How many lines in the entries below include the string "free"? Answer with the number only.

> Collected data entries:
BEGIN

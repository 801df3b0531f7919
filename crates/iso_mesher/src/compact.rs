//! Stage 2: compaction of the block list to the blocks straddling the threshold.

use crate::core::{ActiveBlockList, BlockRange};
use crate::primitives::scan_scatter;

/// Keeps block `i` iff `ranges[i].min <= threshold <= ranges[i].max`.
///
/// The result is dense and in ascending block order, so it is identical
/// across runs. An empty list is a valid outcome.
pub fn compact_active_blocks(ranges: &[BlockRange], threshold: f32) -> ActiveBlockList {
    ActiveBlockList {
        indices: scan_scatter(ranges.len(), |i| ranges[i].straddles(threshold)),
    }
}

#[cfg(test)]
mod tests {
    use super::*;
    use rand::{Rng, SeedableRng};
    use std::collections::HashSet;

    #[test]
    fn active_set_is_exactly_the_straddling_blocks() {
        let mut rng = rand::rngs::StdRng::seed_from_u64(3);
        let ranges: Vec<BlockRange> = (0..4096)
            .map(|_| {
                let a: f32 = rng.gen_range(-1.0..1.0);
                let b: f32 = rng.gen_range(-1.0..1.0);
                BlockRange { min: a.min(b), max: a.max(b) }
            })
            .collect();
        let threshold = 0.25;
        let active = compact_active_blocks(&ranges, threshold);

        let set: HashSet<u32> = active.indices.iter().copied().collect();
        assert_eq!(set.len(), active.indices.len(), "duplicates");
        assert_eq!(active.count() as usize, active.indices.len());
        for (i, r) in ranges.iter().enumerate() {
            let inside = r.min <= threshold && threshold <= r.max;
            assert_eq!(set.contains(&(i as u32)), inside, "block {i}");
        }
        assert!(active.indices.windows(2).all(|w| w[0] < w[1]));
    }

    #[test]
    fn threshold_on_range_bounds_is_active() {
        let ranges = [
            BlockRange { min: 0.0, max: 1.0 },
            BlockRange { min: 1.0, max: 2.0 },
            BlockRange { min: 1.5, max: 2.0 },
        ];
        let active = compact_active_blocks(&ranges, 1.0);
        assert_eq!(active.indices, vec![0, 1]);
    }

    #[test]
    fn no_blocks_active() {
        let ranges = vec![BlockRange { min: 0.0, max: 0.0 }; 100];
        let active = compact_active_blocks(&ranges, 0.5);
        assert!(active.is_empty());
        assert_eq!(active.count(), 0);
    }
}
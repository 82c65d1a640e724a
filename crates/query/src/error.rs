//! Error types for query compilation and execution.

use thiserror::Error;

/// Result type for query operations.
pub type Result<T> = std::result::Result<T, Error>;

/// Errors surfaced while compiling or executing a query.
///
/// Structural errors (`UnsupportedRuleShape`, `DuplicateAlias`,
/// `CartesianJoinNotPermitted`, `UnknownVariable`, `EmptyPlan`) are detected
/// during compilation, before any index scan runs, so a failing query has no
/// partial results.
#[derive(Error, Debug)]
pub enum Error {
    /// Database lookup or storage error.
    #[error(transparent)]
    Engine(#[from] factdb_engine::Error),

    /// Operator construction or execution error.
    #[error(transparent)]
    Dataflow(#[from] factdb_dataflow::Error),

    /// A rule mixes bound slots and variables in a way no index serves.
    #[error("Unsupported rule shape: {reason}")]
    UnsupportedRuleShape {
        /// What made the rule unusable.
        reason: String,
    },

    /// Two distinct variables in one query share a display alias.
    #[error("Duplicate variable alias: {alias:?} names two different variables")]
    DuplicateAlias {
        /// The colliding alias.
        alias: String,
    },

    /// The rules split into groups that share no variable.
    #[error("Cartesian join not permitted: rules do not share a variable")]
    CartesianJoinNotPermitted,

    /// The output pattern names a variable no rule binds.
    #[error("Unknown variable: {alias:?} does not appear in any rule")]
    UnknownVariable {
        /// Alias of the unbound variable.
        alias: String,
    },

    /// Every rule was fully bound, leaving nothing to scan.
    #[error("Query compiled to an empty plan: no rule produces rows")]
    EmptyPlan,
}

// ========================================
// Tests
// ========================================
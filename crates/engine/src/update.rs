//! Transaction update sets
//!
//! A transaction is an ordered list of entity updates. Each update maps
//! predicate names to values for one entity; the reserved `db:id` attribute
//! names the entity the update is about. Updates without it create
//! anonymous entities.

use crate::temp_id::TempId;
use factdb_core::{EntityId, Value};

/// Predicate under which an update declares the entity it is about.
pub const IDENTITY_PREDICATE: &str = "db:id";

/// Value stored at one predicate of an entity update.
#[derive(Debug, Clone)]
pub enum UpdateValue {
    /// One scalar; expands to one fact.
    Scalar(Value),
    /// Several scalars; expands to one fact per element, in order.
    Many(Vec<Value>),
    /// Reference to an entity created in the same transaction. Expands to a
    /// ref fact once the temp id is bound.
    TempRef(TempId),
}

impl From<Value> for UpdateValue {
    fn from(value: Value) -> Self {
        UpdateValue::Scalar(value)
    }
}

impl From<&str> for UpdateValue {
    fn from(s: &str) -> Self {
        UpdateValue::Scalar(Value::from(s))
    }
}

impl From<String> for UpdateValue {
    fn from(s: String) -> Self {
        UpdateValue::Scalar(Value::from(s))
    }
}

impl From<i64> for UpdateValue {
    fn from(x: i64) -> Self {
        UpdateValue::Scalar(Value::from(x))
    }
}

impl From<u64> for UpdateValue {
    fn from(x: u64) -> Self {
        UpdateValue::Scalar(Value::from(x))
    }
}

impl From<bool> for UpdateValue {
    fn from(b: bool) -> Self {
        UpdateValue::Scalar(Value::from(b))
    }
}

impl From<EntityId> for UpdateValue {
    fn from(id: EntityId) -> Self {
        UpdateValue::Scalar(Value::Ref(id))
    }
}

impl From<Vec<Value>> for UpdateValue {
    fn from(values: Vec<Value>) -> Self {
        UpdateValue::Many(values)
    }
}

impl From<TempId> for UpdateValue {
    fn from(temp: TempId) -> Self {
        UpdateValue::TempRef(temp)
    }
}

impl From<&TempId> for UpdateValue {
    fn from(temp: &TempId) -> Self {
        UpdateValue::TempRef(temp.clone())
    }
}

/// All attributes for one entity in a transaction.
///
/// Attributes keep insertion order; expansion emits facts in that order.
///
/// # Example
///
/// ```ignore
/// let update = EntityUpdate::new()
///     .identity(TempId::fresh())
///     .set("person:name", "Fred")
///     .set("person:age", 41i64);
/// ```
#[derive(Debug, Clone, Default)]
pub struct EntityUpdate {
    attrs: Vec<(String, UpdateValue)>,
}

impl EntityUpdate {
    /// Create an empty update.
    pub fn new() -> Self {
        Self::default()
    }

    /// Add an attribute.
    pub fn set(mut self, predicate: impl Into<String>, value: impl Into<UpdateValue>) -> Self {
        self.attrs.push((predicate.into(), value.into()));
        self
    }

    /// Declare the entity this update is about. Shorthand for setting the
    /// `db:id` attribute.
    pub fn identity(self, value: impl Into<UpdateValue>) -> Self {
        self.set(IDENTITY_PREDICATE, value)
    }

    /// The attributes, in insertion order.
    pub fn attrs(&self) -> &[(String, UpdateValue)] {
        &self.attrs
    }

    /// Number of attributes.
    pub fn len(&self) -> usize {
        self.attrs.len()
    }

    /// True if the update has no attributes.
    pub fn is_empty(&self) -> bool {
        self.attrs.is_empty()
    }
}

/// The ordered update set of one transaction.
#[derive(Debug, Clone, Default)]
pub struct TxData {
    updates: Vec<EntityUpdate>,
}

impl TxData {
    /// Create an empty update set.
    pub fn new() -> Self {
        Self::default()
    }

    /// Append one entity update.
    pub fn update(mut self, update: EntityUpdate) -> Self {
        self.updates.push(update);
        self
    }

    /// The updates, in order.
    pub fn updates(&self) -> &[EntityUpdate] {
        &self.updates
    }

    /// Number of updates.
    pub fn len(&self) -> usize {
        self.updates.len()
    }

    /// True if the set has no updates.
    pub fn is_empty(&self) -> bool {
        self.updates.is_empty()
    }
}

impl From<Vec<EntityUpdate>> for TxData {
    fn from(updates: Vec<EntityUpdate>) -> Self {
        TxData { updates }
    }
}

/// What a committed transaction did.
#[derive(Debug, Clone, PartialEq, Eq)]
pub struct TxResult {
    /// The entity each update resolved to, in update order.
    pub entities: Vec<EntityId>,
    /// Number of facts observed.
    pub facts_observed: usize,
}
//! Engine Integration Tests
//!
//! End-to-end coverage of the fact database through the `factdb` facade:
//! observing facts, resolving idents, committing transactions, and folding
//! facts into entity documents.
//!
//! ## Modules
//!
//! - `facts`: the single-fact write path and the subject read path
//! - `idents`: named entities and the ident table
//! - `transactions`: atomic update sets with temp ids
//! - `documents`: entity folding and serialization
//! - `concurrency`: readers and writers sharing one database
//!
//! ## Running Tests
//!
//! ```bash
//! # Run all engine integration tests
//! cargo test --test engine_integration
//!
//! # Run one module
//! cargo test --test engine_integration transactions::
//!
//! # Run with output
//! cargo test --test engine_integration -- --nocapture
//! ```

use factdb::{Database, EntityId, EntityUpdate, TempId, TxData};

/// A database populated the way an application would bootstrap one: schema
/// idents first, then attribute metadata, then facts about two people who
/// reference each other.
///
/// Entity 100 is Andrew (likes tacos and nachos, spouse 200); entity 200
/// is Diana (likes popcorn and nachos, spouse 100).
pub fn couple_db() -> Database {
    let db = Database::new();

    for name in [
        "db:schema/type",
        "db:type/string",
        "db:type/ref",
        "db:schema/cardinality",
        "db:cardinality/one",
        "db:cardinality/many",
        "person:name",
        "person:likes",
        "person:spouse",
    ] {
        db.create_ident(name).expect("create ident");
    }

    let string_type = db.resolve_ident("db:type/string").expect("ident");
    let ref_type = db.resolve_ident("db:type/ref").expect("ident");
    let one = db.resolve_ident("db:cardinality/one").expect("ident");
    let many = db.resolve_ident("db:cardinality/many").expect("ident");

    db.observe("person:name", "db:schema/type", string_type)
        .expect("observe");
    db.observe("person:name", "db:schema/cardinality", one)
        .expect("observe");
    db.observe("person:likes", "db:schema/type", string_type)
        .expect("observe");
    db.observe("person:likes", "db:schema/cardinality", many)
        .expect("observe");
    db.observe("person:spouse", "db:schema/type", ref_type)
        .expect("observe");
    db.observe("person:spouse", "db:schema/cardinality", one)
        .expect("observe");

    db.observe(100u64, "person:name", "Andrew").expect("observe");
    db.observe(100u64, "person:likes", "tacos").expect("observe");
    db.observe(100u64, "person:likes", "nachos").expect("observe");
    db.observe(100u64, "person:spouse", EntityId::new(200))
        .expect("observe");

    db.observe(200u64, "person:name", "Diana").expect("observe");
    db.observe(200u64, "person:likes", "popcorn").expect("observe");
    db.observe(200u64, "person:likes", "nachos").expect("observe");
    db.observe(200u64, "person:spouse", EntityId::new(100))
        .expect("observe");

    db
}

/// Transaction creating Andrew and Diana as fresh entities that reference
/// each other through temp ids.
pub fn couple_tx(andrew: &TempId, diana: &TempId) -> TxData {
    use factdb::Value;

    TxData::new()
        .update(
            EntityUpdate::new()
                .identity(andrew)
                .set("person:name", "Andrew")
                .set(
                    "person:likes",
                    vec![Value::from("tacos"), Value::from("nachos")],
                )
                .set("person:spouse", diana),
        )
        .update(
            EntityUpdate::new()
                .identity(diana)
                .set("person:name", "Diana")
                .set(
                    "person:likes",
                    vec![Value::from("nachos"), Value::from("popcorn")],
                )
                .set("person:spouse", andrew),
        )
}

pub mod facts;
pub mod transactions;
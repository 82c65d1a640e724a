//! An operator that narrows rows to selected columns, renaming as it goes.

use crate::error::{Error, Result};
use crate::operator::{Operator, Row};
use crate::schema::{ElementDescriptor, RowSchema};
use factdb_core::Tuple;

/// Maps one source column to one output column.
#[derive(Debug, Clone, PartialEq, Eq)]
pub struct Projection {
    src: String,
    dest: String,
}

impl Projection {
    /// Projects the source column `src` under the new alias `dest`.
    pub fn new(src: impl Into<String>, dest: impl Into<String>) -> Self {
        Projection {
            src: src.into(),
            dest: dest.into(),
        }
    }

    /// Projects `alias` without renaming it.
    pub fn keep(alias: impl Into<String>) -> Self {
        let alias = alias.into();
        Projection {
            src: alias.clone(),
            dest: alias,
        }
    }

    /// The source alias to read.
    pub fn src(&self) -> &str {
        &self.src
    }

    /// The alias the column is exposed under.
    pub fn dest(&self) -> &str {
        &self.dest
    }
}

/// Reorders, narrows, and renames the columns of its source.
///
/// Output columns keep the element type of the source column they project.
/// Aliases are resolved against the source schema once, at construction, so an
/// unknown source alias is rejected before any row flows.
pub struct ProjectRename {
    source: Box<dyn Operator>,
    indexes: Vec<usize>,
    schema: RowSchema,
}

impl std::fmt::Debug for ProjectRename {
    fn fmt(&self, f: &mut std::fmt::Formatter<'_>) -> std::fmt::Result {
        f.debug_struct("ProjectRename")
            .field("indexes", &self.indexes)
            .field("schema", &self.schema)
            .finish_non_exhaustive()
    }
}

impl ProjectRename {
    /// Creates a projection of `source` with one output column per entry in
    /// `projections`, in order.
    ///
    /// Fails with [`Error::UnknownAlias`] if any `src` alias is absent from
    /// the source schema.
    pub fn new(source: Box<dyn Operator>, projections: Vec<Projection>) -> Result<Self> {
        let mut indexes = Vec::with_capacity(projections.len());
        let mut columns = Vec::with_capacity(projections.len());
        for projection in &projections {
            let index = source
                .schema()
                .index_of(projection.src())
                .ok_or_else(|| Error::UnknownAlias {
                    alias: projection.src().to_string(),
                })?;
            let element_type = source.schema().columns()[index].element_type();
            indexes.push(index);
            columns.push(ElementDescriptor::new(projection.dest(), element_type));
        }
        Ok(ProjectRename {
            source,
            indexes,
            schema: RowSchema::new(columns),
        })
    }
}

impl Operator for ProjectRename {
    fn next(&mut self) -> Result<Option<Row>> {
        let row = match self.source.next()? {
            Some(row) => row,
            None => return Ok(None),
        };
        let mut values = Vec::with_capacity(self.indexes.len());
        for &index in &self.indexes {
            values.push(row.get(index)?.clone());
        }
        Ok(Some(Tuple::new(values)))
    }

    fn schema(&self) -> &RowSchema {
        &self.schema
    }

    fn close(&mut self) -> Result<()> {
        self.source.close()
    }
}

// ========================================
// Tests
// ========================================
//! Logical plan nodes and their lowering into dataflow operators.
//!
//! The compiler builds a small tree of typed [`PlanNode`]s; lowering maps
//! each node onto exactly one dataflow operator bound to the database's
//! index handles. Keeping the plan typed means no slot lookups or runtime
//! casts happen during lowering.

use factdb_core::{ElementType, Tuple, Value};
use factdb_dataflow::{
    ElementDescriptor, Filter, IndexScan, InnerJoin, Operator, ProjectRename, Projection, Row,
    RowSchema,
};
use factdb_engine::{Database, IndexKind};

use crate::error::Result;

/// Alias of the entity column in scan output.
pub(crate) const SUBJECT: &str = "subject";
/// Alias of the predicate-name column in scan output.
pub(crate) const PREDICATE: &str = "predicate";
/// Alias of the object-value column in scan output.
pub(crate) const OBJECT: &str = "object";

/// Column layout of a raw scan over the given index, in row order.
///
/// Rows come back as decoded key elements followed by the posting, so the
/// layout tracks each index's key shape. Object values can hold any scalar
/// type, which the schema records as unknown.
pub(crate) fn scan_columns(index: IndexKind) -> [(&'static str, ElementType); 3] {
    match index {
        IndexKind::Spo => [
            (SUBJECT, ElementType::UInt),
            (PREDICATE, ElementType::String),
            (OBJECT, ElementType::Unknown),
        ],
        IndexKind::Pso => [
            (PREDICATE, ElementType::String),
            (SUBJECT, ElementType::UInt),
            (OBJECT, ElementType::Unknown),
        ],
        IndexKind::Pos => [
            (PREDICATE, ElementType::String),
            (OBJECT, ElementType::Unknown),
            (SUBJECT, ElementType::UInt),
        ],
    }
}

/// One node of a compiled logical plan.
#[derive(Debug, Clone, PartialEq)]
pub(crate) enum PlanNode {
    /// Prefix scan over one of the database's indexes.
    Scan {
        index: IndexKind,
        prefix: Tuple,
    },
    /// Keep only rows whose `column` equals `value`.
    Filter {
        source: Box<PlanNode>,
        column: usize,
        value: Value,
    },
    /// Narrow and rename columns, `(src, dest)` per output column.
    Project {
        source: Box<PlanNode>,
        projections: Vec<(String, String)>,
    },
    /// Inner join on equality of one column from each side.
    Join {
        left: Box<PlanNode>,
        right: Box<PlanNode>,
        left_key: usize,
        right_key: usize,
    },
}

impl PlanNode {
    /// The aliases this node outputs, in column order.
    ///
    /// Join output keeps both sides' aliases, duplicates included; alias
    /// lookups during planning resolve to the leftmost occurrence, matching
    /// the row schemas the lowered operators will advertise.
    pub(crate) fn output_aliases(&self) -> Vec<String> {
        match self {
            PlanNode::Scan { index, .. } => scan_columns(*index)
                .iter()
                .map(|(alias, _)| (*alias).to_string())
                .collect(),
            PlanNode::Filter { source, .. } => source.output_aliases(),
            PlanNode::Project { projections, .. } => {
                projections.iter().map(|(_, dest)| dest.clone()).collect()
            }
            PlanNode::Join { left, right, .. } => {
                let mut aliases = left.output_aliases();
                aliases.extend(right.output_aliases());
                aliases
            }
        }
    }

    /// Lowers this node and everything under it into an executable operator.
    pub(crate) fn lower(self, db: &Database) -> Result<Box<dyn Operator>> {
        match self {
            PlanNode::Scan { index, prefix } => {
                let columns = scan_columns(index)
                    .iter()
                    .map(|(alias, element_type)| ElementDescriptor::new(*alias, *element_type))
                    .collect();
                let scan = IndexScan::new(db.index(index), prefix.encode(), RowSchema::new(columns));
                Ok(Box::new(scan))
            }
            PlanNode::Filter {
                source,
                column,
                value,
            } => {
                let source = source.lower(db)?;
                let predicate = Box::new(move |row: &Row, _schema: &RowSchema| {
                    Ok(row.get(column)? == &value)
                });
                Ok(Box::new(Filter::new(source, predicate)))
            }
            PlanNode::Project {
                source,
                projections,
            } => {
                let source = source.lower(db)?;
                let projections = projections
                    .into_iter()
                    .map(|(src, dest)| Projection::new(src, dest))
                    .collect();
                Ok(Box::new(ProjectRename::new(source, projections)?))
            }
            PlanNode::Join {
                left,
                right,
                left_key,
                right_key,
            } => {
                let left = left.lower(db)?;
                let right = right.lower(db)?;
                Ok(Box::new(InnerJoin::new(left, left_key, right, right_key)?))
            }
        }
    }
}

// ========================================
// Tests
// ========================================
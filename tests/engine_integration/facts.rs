//! Fact Observation Tests
//!
//! Covers `observe` and `get_facts`: predicate ordering, multi-valued
//! attributes, the supported scalar types, and size limits.

use super::*;
use factdb::{DatabaseError, Fact, Limits, Value};

// =============================================================================
// OBSERVE / READ-BACK TESTS
// =============================================================================

#[test]
fn test_observe_then_get_facts() {
    let db = Database::new();
    db.observe(1u64, "name", "apple").expect("observe");

    let facts = db.get_facts(EntityId::new(1)).expect("get_facts");
    assert_eq!(facts, vec![Fact::new(EntityId::new(1), "name", "apple")]);
}

#[test]
fn test_get_facts_orders_by_predicate() {
    let db = Database::new();
    db.observe(1u64, "name", "apple").expect("observe");
    db.observe(1u64, "color", "red").expect("observe");

    let facts = db.get_facts(EntityId::new(1)).expect("get_facts");
    let predicates: Vec<&str> = facts.iter().map(|f| f.predicate.as_str()).collect();
    assert_eq!(predicates, vec!["color", "name"]);
}

#[test]
fn test_multi_valued_attribute_keeps_observation_order() {
    let db = couple_db();

    let facts = db.get_facts(EntityId::new(100)).expect("get_facts");
    let likes: Vec<&Value> = facts
        .iter()
        .filter(|f| f.predicate == "person:likes")
        .map(|f| &f.object)
        .collect();
    assert_eq!(likes, vec![&Value::from("tacos"), &Value::from("nachos")]);
}

#[test]
fn test_facts_isolated_per_subject() {
    let db = couple_db();

    let facts = db.get_facts(EntityId::new(200)).expect("get_facts");
    assert!(facts.iter().all(|f| f.subject == EntityId::new(200)));
    // Diana has a name, two likes, and a spouse.
    assert_eq!(facts.len(), 4);
}

#[test]
fn test_every_scalar_type_round_trips() {
    let db = Database::new();
    db.observe(1u64, "string", "text").expect("observe");
    db.observe(1u64, "int", -5i64).expect("observe");
    db.observe(1u64, "uint", 7u64).expect("observe");
    db.observe(1u64, "bool", true).expect("observe");
    db.observe(1u64, "ref", EntityId::new(2)).expect("observe");

    let facts = db.get_facts(EntityId::new(1)).expect("get_facts");
    let objects: Vec<Value> = facts.into_iter().map(|f| f.object).collect();
    // Predicate order: bool, int, ref, string, uint.
    assert_eq!(
        objects,
        vec![
            Value::Bool(true),
            Value::Int(-5),
            Value::Ref(EntityId::new(2)),
            Value::from("text"),
            Value::UInt(7),
        ]
    );
}

#[test]
fn test_get_facts_unknown_subject_is_empty() {
    let db = Database::new();
    let facts = db.get_facts(EntityId::new(42)).expect("get_facts");
    assert!(facts.is_empty());
}

#[test]
fn test_duplicate_observation_is_kept() {
    // Facts are append-only: observing the same triple twice stores it twice.
    let db = Database::new();
    db.observe(1u64, "name", "apple").expect("observe");
    db.observe(1u64, "name", "apple").expect("observe");

    let facts = db.get_facts(EntityId::new(1)).expect("get_facts");
    assert_eq!(facts.len(), 2);
}

// =============================================================================
// LIMIT TESTS
// =============================================================================

#[test]
fn test_observe_rejects_oversized_predicate() {
    let db = Database::with_limits(Limits::with_small_limits());
    let long_name = "p".repeat(64);

    let err = db.observe(1u64, long_name, "x").unwrap_err();
    assert!(matches!(err, DatabaseError::Limit(_)));
}

#[test]
fn test_observe_rejects_oversized_string_value() {
    let db = Database::with_limits(Limits::with_small_limits());
    let long_value = "v".repeat(4096);

    let err = db.observe(1u64, "name", long_value).unwrap_err();
    assert!(matches!(err, DatabaseError::Limit(_)));
}

#[test]
fn test_rejected_observation_stores_nothing() {
    let db = Database::with_limits(Limits::with_small_limits());
    db.observe(1u64, "p".repeat(64), "x").unwrap_err();

    assert!(db.get_facts(EntityId::new(1)).expect("get_facts").is_empty());
}
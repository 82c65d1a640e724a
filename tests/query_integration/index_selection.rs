//! Index Selection Tests
//!
//! One rule, every combination of bound and free slots. Each shape must
//! read the covering index whose key order turns the bound slots into a
//! prefix, and project the free slots in rule order.

use super::*;
use factdb::{EntityId, Var};

#[test]
fn test_bound_subject_and_predicate_reads_object() {
    let db = character_db();
    let name = Var::named("name");

    let rows = run(&db, Pattern::new([&name]), vec![Rule::new(1u64, "name", &name)]);
    assert_eq!(rows, vec![row(vec!["Fred".into()])]);
}

#[test]
fn test_bound_subject_lists_attributes_in_predicate_order() {
    let db = character_db();
    let attr = Var::named("attr");
    let value = Var::named("value");

    let rows = run(
        &db,
        Pattern::new([&attr, &value]),
        vec![Rule::new(3u64, &attr, &value)],
    );
    assert_eq!(
        rows,
        vec![
            row(vec!["gender".into(), "male".into()]),
            row(vec!["name".into(), "Fred".into()]),
            row(vec!["show".into(), "I Love Lucy".into()]),
        ]
    );
}

#[test]
fn test_bound_predicate_and_object_lists_subjects() {
    let db = character_db();
    let who = Var::named("who");

    let rows = run(&db, Pattern::new([&who]), vec![Rule::new(&who, "name", "Fred")]);
    assert_eq!(rows, vec![row(vec![1u64.into()]), row(vec![3u64.into()])]);
}

#[test]
fn test_bound_predicate_scans_subject_object_pairs() {
    let db = character_db();
    let who = Var::named("who");
    let name = Var::named("name");

    let rows = run(
        &db,
        Pattern::new([&who, &name]),
        vec![Rule::new(&who, "name", &name)],
    );
    assert_eq!(
        rows,
        vec![
            row(vec![1u64.into(), "Fred".into()]),
            row(vec![2u64.into(), "Wilma".into()]),
            row(vec![3u64.into(), "Fred".into()]),
            row(vec![4u64.into(), "Ethel".into()]),
        ]
    );
}

#[test]
fn test_bound_subject_and_object_filters_predicates() {
    let db = character_db();
    let attr = Var::named("attr");

    // Which attributes of entity 1 hold "Fred"? Only the name.
    let rows = run(&db, Pattern::new([&attr]), vec![Rule::new(1u64, &attr, "Fred")]);
    assert_eq!(rows, vec![row(vec!["name".into()])]);
}

#[test]
fn test_pattern_projects_variables_in_requested_order() {
    let db = character_db();
    let attr = Var::named("attr");
    let value = Var::named("value");

    let rows = run(
        &db,
        Pattern::new([&value, &attr]),
        vec![Rule::new(4u64, &attr, &value)],
    );
    assert_eq!(
        rows,
        vec![
            row(vec!["female".into(), "gender".into()]),
            row(vec!["Ethel".into(), "name".into()]),
            row(vec!["I Love Lucy".into(), "show".into()]),
        ]
    );
}

#[test]
fn test_pattern_discards_unrequested_variables() {
    let db = character_db();
    let value = Var::named("value");

    let rows = run(
        &db,
        Pattern::new([&value]),
        vec![Rule::new(3u64, Var::fresh(), &value)],
    );
    assert_eq!(
        rows,
        vec![
            row(vec!["male".into()]),
            row(vec!["Fred".into()]),
            row(vec!["I Love Lucy".into()]),
        ]
    );
}

#[test]
fn test_entity_id_subject_is_accepted() {
    let db = character_db();
    let name = Var::named("name");

    let rows = run(
        &db,
        Pattern::new([&name]),
        vec![Rule::new(EntityId::new(2), "name", &name)],
    );
    assert_eq!(rows, vec![row(vec!["Wilma".into()])]);
}

#[test]
fn test_ident_subject_resolves_before_planning() {
    let db = Database::new();
    db.create_ident("person:andrew").expect("create ident");
    db.observe("person:andrew", "person:likes", "tacos")
        .expect("observe");
    db.observe("person:andrew", "person:likes", "nachos")
        .expect("observe");

    let what = Var::named("what");
    let rows = run(
        &db,
        Pattern::new([&what]),
        vec![Rule::new("person:andrew", "person:likes", &what)],
    );
    assert_eq!(
        rows,
        vec![row(vec!["tacos".into()]), row(vec!["nachos".into()])]
    );
}

#[test]
fn test_no_matching_facts_yields_empty_result() {
    let db = character_db();
    let who = Var::named("who");

    let rows = run(&db, Pattern::new([&who]), vec![Rule::new(&who, "name", "Barney")]);
    assert!(rows.is_empty());
}

#[test]
fn test_fully_bound_rule_is_dropped_without_existence_check() {
    let db = character_db();
    let who = Var::named("who");

    // The first rule asserts a triple that is false, but a rule with no
    // variables produces no rows and is simply dropped from the plan.
    let rows = run(
        &db,
        Pattern::new([&who]),
        vec![
            Rule::new(1u64, "name", "Barney"),
            Rule::new(&who, "gender", "female"),
        ],
    );
    assert_eq!(rows, vec![row(vec![2u64.into()]), row(vec![4u64.into()])]);
}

END

> ANSWER TO THIS PROBLEM: 2